[[Category:Software]]
BUSCO (pour Benchmarking Universal Single-Copy Orthologs) est une application qui permet d'évaluer la complétude de l'assemblage et de l'annotation de génomes.
Pour plus d'information, consultez [https://busco.ezlab.org/busco_userguide.html le manuel de l'utilisateur].
== Versions disponibles ==
Les versions récentes sont disponibles dans des wheels et les plus anciennes versions sont dans un module (voir la section [[BUSCO/fr#Modules|Modules]] ci-dessous).
Pour connaître la dernière version disponible, lancez
{{Command|avail_wheel busco}}
== Wheel Python ==
=== Installation ===
1. Chargez les modules requis.
{{Commands
|module load StdEnv/2020 gcc/9.3.0 python/3.10 augustus/3.5.0 hmmer/3.3.2 blast+/2.13.0 metaeuk/6 prodigal/2.6.3 r/4.3.1 bbmap/38.86}}
2. Créez l'environnement virtuel.
{{Commands
|virtualenv ~/busco_env
|source ~/busco_env/bin/activate
}}
3. Installez le wheel et ses dépendances.
{{Command
|prompt=(busco_env) $
|pip install --no-index biopython{{=}}{{=}}1.81 pandas{{=}}{{=}}2.1.0 busco{{=}}{{=}}5.5.0
}}
4. Validez l'installation.
{{Command
|prompt=(busco_env) $
|busco --help
}}
5. Gelez l’environnement et le fichier requirements.txt pour utiliser ce fichier, voir le script bash montré au point 8.
{{Command
|prompt=(busco_env) $
|pip freeze > ~/busco-requirements.txt
}}
=== Utilisation ===
==== Ensembles de données ====
6. Avant de soumettre une tâche, les ensembles de données doivent être téléchargés de
[https://busco-data.ezlab.org/v5/data/ BUSCO data].
Pour connaître les ensembles de données disponibles, entrez busco --list-datasets
dans votre terminal.
Vous pouvez utiliser l'une des deux commandes suivantes :
*busco
*wget
===== 6.1 Téléchargement avec la commande busco
=====
Cette option est recommandée.
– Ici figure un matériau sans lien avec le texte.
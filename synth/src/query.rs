// Copyright 2022-2023 VMware, Inc.
// SPDX-License-Identifier: BSD-2-Clause

//! Serialization of a query tree into a single formula with interpolation
//! cut markers.

use logic::syntax::Expr;

use crate::unroll::InterpQuery;

/// Emit the formula for a query tree. Every And-child is wrapped in an
/// [`Expr::Interp`] cut marker; Or-children become plain disjunctions. The
/// root itself is not marked (it is the implicit final partition).
pub fn query_formula(query: &InterpQuery) -> Expr {
    match query {
        InterpQuery::Or { children, .. } => Expr::or(children.iter().map(query_formula)),
        InterpQuery::And { expr, children, .. } => {
            let wrapped = children.iter().map(|c| match c {
                InterpQuery::And { .. } => Expr::Interp(Box::new(query_formula(c))),
                InterpQuery::Or { .. } => query_formula(c),
            });
            Expr::and(std::iter::once(expr.clone()).chain(wrapped))
        }
    }
}

/// Count the interpolation cut markers in a formula. This is how many
/// interpolants the solver must return for it.
///
/// Iterative, since expanded queries can nest past the point where recursion
/// is comfortable.
pub fn count_cuts(e: &Expr) -> usize {
    let mut count = 0;
    let mut stack = vec![e];
    while let Some(e) = stack.pop() {
        match e {
            Expr::Interp(inner) => {
                count += 1;
                stack.push(inner);
            }
            Expr::Literal(_) | Expr::Constant(_) | Expr::Var(_) => (),
            Expr::UnaryOp(_, a) => stack.push(a),
            Expr::BinOp(_, a, b) | Expr::NumOp(_, a, b) | Expr::NumRel(_, a, b) => {
                stack.push(a);
                stack.push(b);
            }
            Expr::NAryOp(_, es) | Expr::App(_, es) => stack.extend(es.iter()),
            Expr::Ite { cond, then, else_ } => {
                stack.push(cond);
                stack.push(then);
                stack.push(else_);
            }
            Expr::KVar(_, sigma) => stack.extend(sigma.values()),
            Expr::Exists { body, .. } => stack.push(body),
        }
    }
    count
}

#[cfg(test)]
mod tests {
    use super::*;
    use crate::unroll::{InterpQuery, OccInfo};
    use logic::syntax::KVar;

    fn and(expr: Expr, children: Vec<InterpQuery>) -> InterpQuery {
        InterpQuery::And {
            info: None,
            expr,
            children,
        }
    }

    #[test]
    fn test_formula_marks_and_children() {
        let q = and(
            Expr::var("root"),
            vec![and(Expr::var("a"), vec![and(Expr::var("b"), vec![])])],
        );
        let f = query_formula(&q);
        assert_eq!(
            f,
            Expr::and([
                Expr::var("root"),
                Expr::Interp(Box::new(Expr::and([
                    Expr::var("a"),
                    Expr::Interp(Box::new(Expr::var("b"))),
                ]))),
            ])
        );
        assert_eq!(count_cuts(&f), 2);
    }

    #[test]
    fn test_empty_or_serializes_to_false() {
        let q = and(
            Expr::var("root"),
            vec![InterpQuery::Or {
                info: Some(OccInfo {
                    kvar: KVar::new("mystery"),
                    sym: "VV!0".to_string(),
                }),
                children: vec![],
            }],
        );
        let f = query_formula(&q);
        assert_eq!(f, Expr::and([Expr::var("root"), Expr::Literal(false)]));
        assert_eq!(count_cuts(&f), 0);
    }

    #[test]
    fn test_or_children_are_unmarked() {
        let q = and(
            Expr::var("root"),
            vec![InterpQuery::Or {
                info: None,
                children: vec![and(Expr::var("a"), vec![]), and(Expr::var("b"), vec![])],
            }],
        );
        let f = query_formula(&q);
        // the disjuncts themselves carry no cut marker
        assert_eq!(
            f,
            Expr::and([
                Expr::var("root"),
                Expr::or([Expr::var("a"), Expr::var("b")]),
            ])
        );
        assert_eq!(count_cuts(&f), 0);
    }
}
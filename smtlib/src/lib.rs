// Copyright 2022-2023 VMware, Inc.
// SPDX-License-Identifier: BSD-2-Clause

//! Low-level sexp-based interface to an SMT solver.
//!
//! This interface is implemented using pipes to communicate with an
//! SMT-LIB2-compatible solver process. The only solver-specific configuration
//! is the binary name, command-line arguments, and startup options required to
//! invoke the solver.

// configure clippy
#![allow(clippy::needless_return)]
#![allow(clippy::large_enum_variant)]
#![allow(clippy::upper_case_acronyms)]
#![allow(clippy::type_complexity)]
#![deny(clippy::uninlined_format_args)]
// documentation-related lints (only checked when running rustdoc)
#![warn(missing_docs)]
#![allow(rustdoc::private_intra_doc_links)]
#![deny(rustdoc::broken_intra_doc_links)]

pub mod conf;
pub mod path;
pub mod proc;
pub mod sexp;
mod tee;
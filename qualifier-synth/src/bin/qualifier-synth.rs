// Copyright 2022-2023 VMware, Inc.
// SPDX-License-Identifier: BSD-2-Clause

use clap::Parser;
use qualifier_synth::command::App;

fn main() {
    pretty_env_logger::init();
    App::parse().exec();
}
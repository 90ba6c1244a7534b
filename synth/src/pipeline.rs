// Copyright 2022-2023 VMware, Inc.
// SPDX-License-Identifier: BSD-2-Clause

//! The end-to-end qualifier synthesis pipeline: normalize, unroll, expand,
//! interpolate, extract.

use std::collections::BTreeMap;

use horn::clauses::{normalize, NormalizeError};
use horn::finfo::FInfo;
use logic::syntax::{Expr, KVar};
use solver::conf::SolverConf;
use solver::interp::InterpError;
use thiserror::Error;

use crate::expand::expand;
use crate::qualif::{extract_qualifiers, Qualifier};
use crate::query::{count_cuts, query_formula};
use crate::solutions::{attach_interps, extract_candidates};
use crate::unroll::unroll;

/// A pipeline failure, naming the phase and the offending entity. Nothing is
/// emitted on failure.
#[derive(Error, Debug)]
pub enum SynthError {
    /// Clause normalization rejected the input record
    #[error("normalize: {0}")]
    Normalize(#[from] NormalizeError),
    /// The solver could not be launched
    #[error("solver startup: {0}")]
    Startup(#[source] InterpError),
    /// An interpolation query failed
    #[error("interpolation for constraint {constraint}: {err}")]
    Interp {
        /// The constraint whose query failed
        constraint: u32,
        /// The underlying dialogue error
        #[source]
        err: InterpError,
    },
}

/// Synthesize qualifier predicates for the k-variables of `fi` by unrolling
/// each query to `depth` and tree-interpolating the expansions.
pub fn synthesize(
    fi: &FInfo,
    depth: usize,
    conf: &SolverConf,
) -> Result<Vec<Qualifier>, SynthError> {
    let sys = normalize(fi)?;
    let mut solver = conf.solver().map_err(SynthError::Startup)?;
    solver.declare_symbols(sys.sym_sorts.iter());

    let mut candidates: BTreeMap<KVar, Vec<Expr>> = BTreeMap::new();
    for query in &sys.queries {
        let (disjunctive, state) = unroll(query, depth, &sys.kclauses, &sys.sym_sorts);
        let trees = expand(&disjunctive);
        log::info!(
            "constraint {}: {} tree interpolation queries",
            query.id,
            trees.len()
        );
        solver.declare_symbols(state.created.iter());
        for tree in &trees {
            let formula = query_formula(tree);
            let cuts = count_cuts(&formula);
            let interps = solver
                .interpolate(&formula, cuts)
                .map_err(|err| SynthError::Interp {
                    constraint: query.id,
                    err,
                })?;
            let tree_interp = attach_interps(tree, &interps);
            extract_candidates(&tree_interp, &state, &mut candidates);
        }
    }

    Ok(extract_qualifiers(
        &candidates,
        &sys.sym_sorts,
        &sys.kvar_sorts,
    ))
}
// Copyright 2022-2023 VMware, Inc.
// SPDX-License-Identifier: BSD-2-Clause

//! The term language for Horn-clause qualifier synthesis.

// configure clippy
#![allow(clippy::needless_return)]
#![allow(clippy::large_enum_variant)]
#![allow(clippy::upper_case_acronyms)]
#![allow(clippy::type_complexity)]
#![deny(clippy::uninlined_format_args)]
// documentation-related lints (only checked when running rustdoc)
#![warn(missing_docs)]
#![allow(rustdoc::private_intra_doc_links)]
#![deny(rustdoc::broken_intra_doc_links)]

pub mod printer;
pub mod subst;
pub mod syntax;
// Copyright 2022-2023 VMware, Inc.
// SPDX-License-Identifier: BSD-2-Clause

//! The qualifier-synth binary's command-line interface.

use std::{fs, process};

use clap::Args;
use horn::finfo::FInfo;
use solver::backends;
use solver::conf::SolverConf;
use synth::pipeline::synthesize;

#[derive(clap::ValueEnum, Copy, Clone, Debug, PartialEq, Eq)]
enum SolverType {
    Z3,
    Mathsat,
    Cvc4,
}

#[derive(Args, Clone, Debug, PartialEq, Eq)]
struct SolverArgs {
    #[arg(value_enum, long, default_value_t = SolverType::Z3)]
    /// Solver to use
    solver: SolverType,

    #[arg(long)]
    /// Log the SMT dialogue to <file>.smt2 alongside the input file
    smt: bool,

    #[arg(long, default_value_t = 600)]
    /// SMT solver timeout in seconds
    timeout: usize,

    #[arg(long, default_value_t = 0)]
    /// SMT solver random seed
    solver_seed: usize,
}

impl SolverArgs {
    fn get_solver_conf(&self, fname: &str) -> SolverConf {
        let backend_type = match &self.solver {
            SolverType::Z3 => backends::SolverType::Z3,
            SolverType::Mathsat => backends::SolverType::MathSat,
            SolverType::Cvc4 => backends::SolverType::Cvc4,
        };
        SolverConf::new(
            backend_type,
            self.smt,
            fname,
            self.timeout,
            self.solver_seed,
        )
    }
}

#[derive(clap::Parser, Debug)]
#[command(about, long_about=None)]
/// Synthesize qualifier predicates for the k-variables of a Horn constraint
/// record by finite unrolling and tree interpolation.
pub struct App {
    #[command(flatten)]
    solver: SolverArgs,

    #[arg(long, default_value_t = 2)]
    /// Unrolling depth budget for each k-variable
    depth: usize,

    /// File name for a JSON-encoded constraint record
    file: String,
}

impl App {
    /// Run the application.
    pub fn exec(self) {
        let contents = match fs::read_to_string(&self.file) {
            Ok(contents) => contents,
            Err(err) => {
                eprintln!("error: could not read {}: {err}", self.file);
                process::exit(1);
            }
        };
        let fi: FInfo = match serde_json::from_str(&contents) {
            Ok(fi) => fi,
            Err(err) => {
                eprintln!("error: could not parse {}: {err}", self.file);
                process::exit(1);
            }
        };

        let conf = self.solver.get_solver_conf(&self.file);
        match synthesize(&fi, self.depth, &conf) {
            Ok(qualifiers) => {
                for q in qualifiers {
                    println!("{q}");
                }
            }
            Err(err) => {
                eprintln!("error: {err}");
                process::exit(1);
            }
        }
    }
}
Entrez la commande suivante dans votre répertoire de travail pour télécharger l’ensemble de données, par exemple
{{Command
|busco --download bacteria_odb10
}}
Il est aussi possible de télécharger plusieurs ensembles de données en une opération en ajoutant les arguments all
, prokaryota
, eukaryota
ou virus
, par exemple
{{Commands
|busco --download virus
}}
Ceci permet de
::1. créer une hiérarchie pour les ensembles de données,
::2. télécharger les ensembles de données appropriés,
::3. décompresser le ou les fichiers,
::4. si plusieurs fichiers sont téléchargés, ils seront automatiquement ajoutés au répertoire des lignées.
La hiérarchie sera semblable à
* busco_downloads/
::* information/
::::lineages_list.2021-12-14.txt
::* lineages/
::::bacteria_odb10
::::actinobacteria_class_odb10
::::actinobacteria_phylum_odb10
::* placement_files/
::::list_of_reference_markers.archaea_odb10.2019-12-16.txt
Tous les fichiers de lignées se trouveront alors dans busco_downloads/lineages/. La présence de --download_path busco_downloads/
dans la ligne de commande BUSCO indiquera où trouver l’argument --lineage_dataset bacteria_odb10
pour l'ensemble de données. Si busco_download n’est pas votre répertoire de travail, il faudra fournir le chemin complet.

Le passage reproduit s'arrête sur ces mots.